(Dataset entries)
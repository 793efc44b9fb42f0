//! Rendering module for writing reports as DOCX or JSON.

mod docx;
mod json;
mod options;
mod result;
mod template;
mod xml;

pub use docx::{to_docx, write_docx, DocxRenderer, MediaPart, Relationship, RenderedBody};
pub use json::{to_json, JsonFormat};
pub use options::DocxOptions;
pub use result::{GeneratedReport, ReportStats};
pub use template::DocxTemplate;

* * *

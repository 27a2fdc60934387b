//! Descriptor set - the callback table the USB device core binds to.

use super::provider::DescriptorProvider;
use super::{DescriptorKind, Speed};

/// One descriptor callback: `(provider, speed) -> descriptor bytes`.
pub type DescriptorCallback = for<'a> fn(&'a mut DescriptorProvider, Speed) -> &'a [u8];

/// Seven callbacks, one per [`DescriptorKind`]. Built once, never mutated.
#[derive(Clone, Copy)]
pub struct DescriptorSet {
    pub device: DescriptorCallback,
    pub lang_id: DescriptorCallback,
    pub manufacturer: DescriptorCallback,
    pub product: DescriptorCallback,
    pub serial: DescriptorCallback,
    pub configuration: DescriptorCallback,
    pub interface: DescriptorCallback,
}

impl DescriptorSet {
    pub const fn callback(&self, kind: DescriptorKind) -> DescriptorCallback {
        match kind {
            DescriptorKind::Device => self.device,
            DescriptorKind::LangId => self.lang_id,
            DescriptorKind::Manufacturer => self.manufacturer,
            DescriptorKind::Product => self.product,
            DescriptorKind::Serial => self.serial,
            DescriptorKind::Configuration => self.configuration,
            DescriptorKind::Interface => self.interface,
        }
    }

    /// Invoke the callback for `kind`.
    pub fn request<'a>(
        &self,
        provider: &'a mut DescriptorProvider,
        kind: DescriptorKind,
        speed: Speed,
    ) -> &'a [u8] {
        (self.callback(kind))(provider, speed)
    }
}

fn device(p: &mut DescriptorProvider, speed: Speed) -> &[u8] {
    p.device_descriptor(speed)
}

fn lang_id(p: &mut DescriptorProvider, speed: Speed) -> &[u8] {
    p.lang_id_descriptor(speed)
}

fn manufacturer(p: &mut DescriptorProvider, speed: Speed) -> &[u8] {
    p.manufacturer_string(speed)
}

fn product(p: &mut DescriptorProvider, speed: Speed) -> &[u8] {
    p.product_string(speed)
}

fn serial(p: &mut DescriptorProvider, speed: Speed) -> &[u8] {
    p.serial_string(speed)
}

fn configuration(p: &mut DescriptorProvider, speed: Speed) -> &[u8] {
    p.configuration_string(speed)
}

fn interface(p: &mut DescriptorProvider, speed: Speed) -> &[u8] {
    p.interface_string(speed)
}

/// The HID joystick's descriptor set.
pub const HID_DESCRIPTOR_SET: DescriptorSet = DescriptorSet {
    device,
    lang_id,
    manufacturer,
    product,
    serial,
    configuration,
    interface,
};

* * *

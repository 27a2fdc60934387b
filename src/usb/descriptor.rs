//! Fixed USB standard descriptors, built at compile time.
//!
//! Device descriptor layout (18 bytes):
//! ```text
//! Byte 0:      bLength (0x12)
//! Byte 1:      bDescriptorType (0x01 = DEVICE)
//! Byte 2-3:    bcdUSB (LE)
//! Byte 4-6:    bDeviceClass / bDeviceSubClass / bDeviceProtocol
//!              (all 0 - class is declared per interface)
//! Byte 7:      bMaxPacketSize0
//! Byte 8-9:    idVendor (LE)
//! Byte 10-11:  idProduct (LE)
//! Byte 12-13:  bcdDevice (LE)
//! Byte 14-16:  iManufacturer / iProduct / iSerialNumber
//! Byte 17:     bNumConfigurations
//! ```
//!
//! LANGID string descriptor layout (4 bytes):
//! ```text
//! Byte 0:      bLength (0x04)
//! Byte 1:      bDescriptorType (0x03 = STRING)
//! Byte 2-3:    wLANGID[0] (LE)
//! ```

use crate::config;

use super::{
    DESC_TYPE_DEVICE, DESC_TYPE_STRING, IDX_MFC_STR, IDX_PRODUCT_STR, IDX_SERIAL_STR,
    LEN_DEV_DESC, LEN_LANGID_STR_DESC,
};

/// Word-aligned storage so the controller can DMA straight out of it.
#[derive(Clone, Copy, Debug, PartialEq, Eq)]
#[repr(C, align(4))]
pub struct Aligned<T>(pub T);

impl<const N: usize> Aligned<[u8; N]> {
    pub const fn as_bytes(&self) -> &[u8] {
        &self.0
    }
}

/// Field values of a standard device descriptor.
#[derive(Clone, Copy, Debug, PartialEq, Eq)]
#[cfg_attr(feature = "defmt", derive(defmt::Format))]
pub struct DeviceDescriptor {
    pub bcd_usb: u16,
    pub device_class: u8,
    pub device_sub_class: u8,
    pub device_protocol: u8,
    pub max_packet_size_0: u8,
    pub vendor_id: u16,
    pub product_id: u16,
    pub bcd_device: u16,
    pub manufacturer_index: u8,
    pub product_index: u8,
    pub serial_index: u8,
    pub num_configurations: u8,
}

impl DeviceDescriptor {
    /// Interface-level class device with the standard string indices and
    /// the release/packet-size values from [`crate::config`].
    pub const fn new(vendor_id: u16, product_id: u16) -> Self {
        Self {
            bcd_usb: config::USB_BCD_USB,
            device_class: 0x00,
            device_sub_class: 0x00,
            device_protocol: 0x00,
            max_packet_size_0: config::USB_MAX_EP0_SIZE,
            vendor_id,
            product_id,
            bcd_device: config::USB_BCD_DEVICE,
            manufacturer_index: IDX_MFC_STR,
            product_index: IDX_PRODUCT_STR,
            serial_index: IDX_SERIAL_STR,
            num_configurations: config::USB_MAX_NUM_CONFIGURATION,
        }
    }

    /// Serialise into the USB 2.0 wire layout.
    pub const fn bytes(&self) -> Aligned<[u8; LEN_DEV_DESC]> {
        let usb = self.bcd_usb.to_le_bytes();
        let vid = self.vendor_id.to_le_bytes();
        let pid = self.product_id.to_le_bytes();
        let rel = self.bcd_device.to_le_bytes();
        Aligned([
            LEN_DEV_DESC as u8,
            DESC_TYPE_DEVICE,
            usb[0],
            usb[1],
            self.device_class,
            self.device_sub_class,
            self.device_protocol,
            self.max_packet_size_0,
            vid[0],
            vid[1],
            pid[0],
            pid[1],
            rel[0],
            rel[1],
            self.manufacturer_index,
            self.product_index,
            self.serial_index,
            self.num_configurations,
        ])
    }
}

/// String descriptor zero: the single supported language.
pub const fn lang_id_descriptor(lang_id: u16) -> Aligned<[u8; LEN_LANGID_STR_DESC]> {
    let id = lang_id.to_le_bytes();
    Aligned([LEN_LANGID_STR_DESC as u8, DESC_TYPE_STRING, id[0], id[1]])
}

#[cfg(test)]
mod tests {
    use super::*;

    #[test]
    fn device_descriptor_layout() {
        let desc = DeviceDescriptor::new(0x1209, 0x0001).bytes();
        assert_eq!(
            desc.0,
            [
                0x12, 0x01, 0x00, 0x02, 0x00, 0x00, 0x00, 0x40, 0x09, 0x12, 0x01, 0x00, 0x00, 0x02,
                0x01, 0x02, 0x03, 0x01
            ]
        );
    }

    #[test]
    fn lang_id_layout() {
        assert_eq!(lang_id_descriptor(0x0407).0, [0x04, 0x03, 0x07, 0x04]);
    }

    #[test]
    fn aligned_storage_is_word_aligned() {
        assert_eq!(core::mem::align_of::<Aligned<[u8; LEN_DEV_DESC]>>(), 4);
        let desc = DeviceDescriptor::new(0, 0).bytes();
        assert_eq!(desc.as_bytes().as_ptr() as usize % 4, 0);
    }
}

• _Description of the task_
The range runs from the line above containing "mod template;" to the line containing "pub use template::DocxTemplate;", inclusive. Restate those lines word for word and no others.

• _Output of the exercise_
mod template;
mod xml;

pub use docx::{to_docx, write_docx, DocxRenderer, MediaPart, Relationship, RenderedBody};
pub use json::{to_json, JsonFormat};
pub use options::DocxOptions;
pub use result::{GeneratedReport, ReportStats};
pub use template::DocxTemplate;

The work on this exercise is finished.